Fifteen of the last 35 doctors left in the Syrian city of Aleppo have appealed to US President Barack Obama to put a stop to the airstrikes on hospitals in the rebel-held city and provide assistance to the 250,000 civilians trapped in the area.
"We do not need tears or sympathy or even prayers: we desperately need a zone free from bombing over eastern Aleppo to stop the attacks, and international action to ensure Aleppo is never besieged again," the doctors wrote in a letter signed by them, adding that if attacks on hospitals and other medical facilities continued, there would be nothing left within a month.
The Russians have said that they would halt military action in the besieged city for three hours a day to allow medical aid to come into Aleppo, the Guardian reported.
At least one medical facility is being attacked every 17 hours, according to media reports. Doctors are left with no option but to make drastic decisions and let children die due to the lack of medical supplies, blood and scanners.

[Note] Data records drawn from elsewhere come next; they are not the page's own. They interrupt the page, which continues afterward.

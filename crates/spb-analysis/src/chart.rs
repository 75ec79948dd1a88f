//! Histogram description handed to chart sinks.
//!
//! The core only describes the histogram. Rendering (text, PNG, ...) lives
//! behind [`ChartSink`] and never reports back.

/// Fixed bin width in currency units.
pub const BIN_WIDTH: f64 = 0.25;

#[derive(Debug, Clone, PartialEq)]
pub struct HistogramSpec {
    pub ticker: String,
    pub label: String,
    pub values: Vec<f64>,
    pub bin_width: f64,
    /// `floor(min) - 0.5`
    pub start: f64,
    /// `ceil(max) + 0.5`
    pub end: f64,
}

impl HistogramSpec {
    /// `None` for an empty series or one carrying non-finite values.
    pub fn new(ticker: impl Into<String>, label: impl Into<String>, values: Vec<f64>) -> Option<Self> {
        if values.is_empty() || values.iter().any(|v| !v.is_finite()) {
            return None;
        }
        let min = values.iter().copied().fold(f64::INFINITY, f64::min);
        let max = values.iter().copied().fold(f64::NEG_INFINITY, f64::max);
        Some(Self {
            ticker: ticker.into(),
            label: label.into(),
            values,
            bin_width: BIN_WIDTH,
            start: min.floor() - 0.5,
            end: max.ceil() + 0.5,
        })
    }

    pub fn title(&self) -> String {
        format!("Histogram of Stock {}\nTicker Symbol: {}", self.label, self.ticker)
    }

    pub fn bin_count(&self) -> usize {
        ((self.end - self.start) / self.bin_width).round().max(0.0) as usize
    }

    /// Bin edges from `start` to `end`, both included.
    pub fn edges(&self) -> Vec<f64> {
        (0..=self.bin_count())
            .map(|k| self.start + k as f64 * self.bin_width)
            .collect()
    }

    /// Observations per bin. Bins are `[a, b)` except the last, which also
    /// takes values equal to `end`.
    pub fn counts(&self) -> Vec<usize> {
        let bins = self.bin_count();
        let mut counts = vec![0usize; bins];
        if bins == 0 {
            return counts;
        }
        for v in &self.values {
            if *v < self.start || *v > self.end {
                continue;
            }
            let idx = ((v - self.start) / self.bin_width).floor() as usize;
            counts[idx.min(bins - 1)] += 1;
        }
        counts
    }
}

/// Receives a histogram to draw. Failures stay inside the sink.
pub trait ChartSink {
    fn render(&self, histogram: &HistogramSpec);
}

/// Sink that draws nothing.
#[derive(Debug, Clone, Copy, Default)]
pub struct NullChartSink;

impl ChartSink for NullChartSink {
    fn render(&self, _histogram: &HistogramSpec) {}
}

Since the uprising against Syrian President Bashar al-Assad, doctors have "borne witness as countless patients, friends and colleagues suffered violent, tormented deaths... The world has stood by and remarked how 'complicated' Syria is, while doing little to protect us. Recent offers of evacuation from the regime and Russia have sounded like thinly veiled threats to residents - flee now or face what fate?" doctors said in the letter to Obama.
"Two weeks ago, four newborn babies gasping for air suffocated to death after a blast cut the oxygen supply to their incubators. Gasping for air, their lives ended before they had really begun," they added.
Doctors have said that there have been 42 attacks on medical facilities in Syria in one month. Fifteen out of those 42 attacks have been on hospitals where they work.
"Continued US inaction to protect the civilians of Syria means that our plight is being wilfully tolerated by those in the international corridors of power. The burden of responsibility for the crimes of the Syrian government and its Russian ally must therefore be shared by those, including the United States, who allow them to continue," the doctors warned Obama, the BBC reported.
They added that "it will be only a matter of time until we are again surrounded by regime troops, hunger takes hold and hospitals' supplies run completely dry if a permanent lifeline to Aleppo was not immediately opened."
Stephen O'Brien, UN humanitarian chief, was quoted by the Guardian as saying that he was willing to consider the Russian plan. However, at least a 48-hour pause in the fighting and an open single-carriageway road would be required to get enough medical aid into the city.
"When we're offered three hours, then you have to ask: what could be achieved in those three hours? Is it to meet the need or will it only just meet a very small part of the need?" O'Brien said.
The doctors, while appealing to the American President to put an end to the bombardment of medical facilities, said in the letter: "Prove that you are the friend of Syrians."